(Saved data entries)
[Start of section]
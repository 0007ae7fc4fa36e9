//! Provider-side handles for uploaded media.

use serde::{Deserialize, Serialize};

/// Processing state the provider reports for an uploaded file.
#[derive(Debug, Clone, Copy, Default, PartialEq, Eq, Serialize, Deserialize)]
#[serde(rename_all = "SCREAMING_SNAKE_CASE")]
pub enum FileState {
    #[default]
    #[serde(alias = "STATE_UNSPECIFIED")]
    Unspecified,
    Processing,
    Active,
    Failed,
}

/// Opaque reference to media owned by the provider.
///
/// Only the handle is kept here; the content lives with the provider and is
/// referred to by `uri` in later conversation turns.
#[derive(Debug, Clone, PartialEq, Eq, Serialize, Deserialize)]
pub struct MediaReference {
    /// Provider resource name, e.g. `files/abc123`.
    pub name: String,
    pub uri: String,
    pub mime_type: String,
    #[serde(default)]
    pub state: FileState,
}

impl MediaReference {
    pub fn is_processing(&self) -> bool {
        self.state == FileState::Processing
    }
}
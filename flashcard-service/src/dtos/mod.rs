use crate::models::Flashcard;
use serde::{Deserialize, Serialize};
use validator::Validate;

#[derive(Debug, Serialize, Deserialize)]
pub struct UploadResponse {
    pub flashcards: Vec<Flashcard>,
}

#[derive(Debug, Deserialize, Validate)]
pub struct ChatForm {
    #[validate(length(min = 1, message = "query must not be empty"))]
    pub query: String,
}

#[derive(Debug, Serialize, Deserialize)]
pub struct ChatResponse {
    pub response: String,
}
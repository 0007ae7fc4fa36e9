pub mod request_id;

pub use request_id::{RequestId, request_id_middleware};
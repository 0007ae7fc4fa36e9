//! Domain models for the flashcard service.

pub mod flashcard;
pub mod media;
pub mod session;

pub use flashcard::{fallback_flashcards, parse_flashcards, strip_code_fences, Flashcard};
pub use media::{FileState, MediaReference};
pub use session::{Part, Role, Session, Turn};
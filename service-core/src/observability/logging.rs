use opentelemetry::KeyValue;
use opentelemetry_otlp::WithExportConfig;
use opentelemetry_sdk::{Resource, runtime, trace as sdktrace};
use tracing_subscriber::{layer::SubscriberExt, util::SubscriberInitExt};

/// Install the global tracing subscriber.
///
/// Events are written as flattened JSON to stdout. When `otlp_endpoint` is
/// given, spans are also exported over OTLP; a failing exporter is reported
/// and skipped rather than aborting startup.
pub fn init_tracing(service_name: &str, log_level: &str, otlp_endpoint: Option<&str>) {
    let env_filter = tracing_subscriber::EnvFilter::try_from_default_env()
        .unwrap_or_else(|_| tracing_subscriber::EnvFilter::new(log_level));

    let fmt_layer = tracing_subscriber::fmt::layer()
        .with_file(true)
        .with_line_number(true)
        .json()
        .flatten_event(true);

    let telemetry = otlp_endpoint.and_then(|endpoint| {
        let otlp_exporter = opentelemetry_otlp::new_exporter()
            .tonic()
            .with_endpoint(endpoint);

        match opentelemetry_otlp::new_pipeline()
            .tracing()
            .with_exporter(otlp_exporter)
            .with_trace_config(sdktrace::config().with_resource(Resource::new(vec![
                KeyValue::new("service.name", service_name.to_string()),
            ])))
            .install_batch(runtime::Tokio)
        {
            Ok(tracer) => Some(tracing_opentelemetry::layer().with_tracer(tracer)),
            Err(e) => {
                eprintln!(
                    "Failed to initialize OTLP tracer for service '{}' at endpoint '{}': {}",
                    service_name, endpoint, e
                );
                None
            }
        }
    });

    tracing_subscriber::registry()
        .with(env_filter)
        .with(telemetry)
        .with(fmt_layer)
        .init();
}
[End of section]
**What needs to be done:** Restate the entries above, keeping every word intact.

**Task solution:**
repository 0007ae7fc4fa36e9
//! Provider-side handles for uploaded media.

use serde::{Deserialize, Serialize};

/// Processing state the provider reports for an uploaded file.
#[derive(Debug, Clone, Copy, Default, PartialEq, Eq, Serialize, Deserialize)]
#[serde(rename_all = "SCREAMING_SNAKE_CASE")]
pub enum FileState {
    #[default]
    #[serde(alias = "STATE_UNSPECIFIED")]
    Unspecified,
    Processing,
    Active,
    Failed,
}

/// Opaque reference to media owned by the provider.
///
/// Only the handle is kept here; the content lives with the provider and is
/// referred to by `uri` in later conversation turns.
#[derive(Debug, Clone, PartialEq, Eq, Serialize, Deserialize)]
pub struct MediaReference {
    /// Provider resource name, e.g. `files/abc123`.
    pub name: String,
    pub uri: String,
    pub mime_type: String,
    #[serde(default)]
    pub state: FileState,
}

impl MediaReference {
    pub fn is_processing(&self) -> bool {
        self.state == FileState::Processing
    }
}
filename flashcard-service/src/dtos/mod.rs
use crate::models::Flashcard;
use serde::{Deserialize, Serialize};
use validator::Validate;

#[derive(Debug, Serialize, Deserialize)]
pub struct UploadResponse {
    pub flashcards: Vec<Flashcard>,
}

#[derive(Debug, Deserialize, Validate)]
pub struct ChatForm {
    #[validate(length(min = 1, message = "query must not be empty"))]
    pub query: String,
}

#[derive(Debug, Serialize, Deserialize)]
pub struct ChatResponse {
    pub response: String,
}
repository 0007ae7fc4fa36e9
pub mod request_id;

pub use request_id::{RequestId, request_id_middleware};
repository 0007ae7fc4fa36e9
//! Domain models for the flashcard service.

pub mod flashcard;
pub mod media;
pub mod session;

pub use flashcard::{fallback_flashcards, parse_flashcards, strip_code_fences, Flashcard};
pub use media::{FileState, MediaReference};
pub use session::{Part, Role, Session, Turn};
filename service-core/src/observability/logging.rs
use opentelemetry::KeyValue;
use opentelemetry_otlp::WithExportConfig;
use opentelemetry_sdk::{Resource, runtime, trace as sdktrace};
use tracing_subscriber::{layer::SubscriberExt, util::SubscriberInitExt};

/// Install the global tracing subscriber.
///
/// Events are written as flattened JSON to stdout. When `otlp_endpoint` is
/// given, spans are also exported over OTLP; a failing exporter is reported
/// and skipped rather than aborting startup.
pub fn init_tracing(service_name: &str, log_level: &str, otlp_endpoint: Option<&str>) {
    let env_filter = tracing_subscriber::EnvFilter::try_from_default_env()
        .unwrap_or_else(|_| tracing_subscriber::EnvFilter::new(log_level));

    let fmt_layer = tracing_subscriber::fmt::layer()
        .with_file(true)
        .with_line_number(true)
        .json()
        .flatten_event(true);

    let telemetry = otlp_endpoint.and_then(|endpoint| {
        let otlp_exporter = opentelemetry_otlp::new_exporter()
            .tonic()
            .with_endpoint(endpoint);

        match opentelemetry_otlp::new_pipeline()
            .tracing()
            .with_exporter(otlp_exporter)
            .with_trace_config(sdktrace::config().with_resource(Resource::new(vec![
                KeyValue::new("service.name", service_name.to_string()),
            ])))
            .install_batch(runtime::Tokio)
        {
            Ok(tracer) => Some(tracing_opentelemetry::layer().with_tracer(tracer)),
            Err(e) => {
                eprintln!(
                    "Failed to initialize OTLP tracer for service '{}' at endpoint '{}': {}",
                    service_name, endpoint, e
                );
                None
            }
        }
    });

    tracing_subscriber::registry()
        .with(env_filter)
        .with(telemetry)
        .with(fmt_layer)
        .init();
}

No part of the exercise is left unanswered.